## THE TASK
Every entry must appear in the answer exactly as written.

## INPUT FOR THIS TASK
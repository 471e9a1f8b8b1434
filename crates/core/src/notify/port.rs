use crate::notify::error::NotifyError;
use async_trait::async_trait;

/// # Summary
/// 将规范化后的告警摘要投递到下游目标的接口。
///
/// # Invariants
/// - 实现必须是 `Send` 和 `Sync`，以便被多个请求并发共享。
#[async_trait]
pub trait Notifier: Send + Sync {
    /// # Summary
    /// 投递一条带主题的消息。
    ///
    /// # Logic
    /// 1. 按目标平台要求组装消息体。
    /// 2. 通过 HTTP 发送并校验平台返回。
    ///
    /// # Arguments
    /// * `subject` - 消息标题。
    /// * `content` - 摘要正文。
    ///
    /// # Returns
    /// * 成功返回 `Ok(())`，失败返回 `Err(NotifyError)`。
    async fn notify(&self, subject: &str, content: &str) -> Result<(), NotifyError>;
}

## SOLUTION TO THE EXERCISE
repository 471e9a1f8b8b1434
filename crates/core/src/notify/port.rs
use crate::notify::error::NotifyError;
use async_trait::async_trait;

/// # Summary
/// 将规范化后的告警摘要投递到下游目标的接口。
///
/// # Invariants
/// - 实现必须是 `Send` 和 `Sync`，以便被多个请求并发共享。
#[async_trait]
pub trait Notifier: Send + Sync {
    /// # Summary
    /// 投递一条带主题的消息。
    ///
    /// # Logic
    /// 1. 按目标平台要求组装消息体。
    /// 2. 通过 HTTP 发送并校验平台返回。
    ///
    /// # Arguments
    /// * `subject` - 消息标题。
    /// * `content` - 摘要正文。
    ///
    /// # Returns
    /// * 成功返回 `Ok(())`，失败返回 `Err(NotifyError)`。
    async fn notify(&self, subject: &str, content: &str) -> Result<(), NotifyError>;
}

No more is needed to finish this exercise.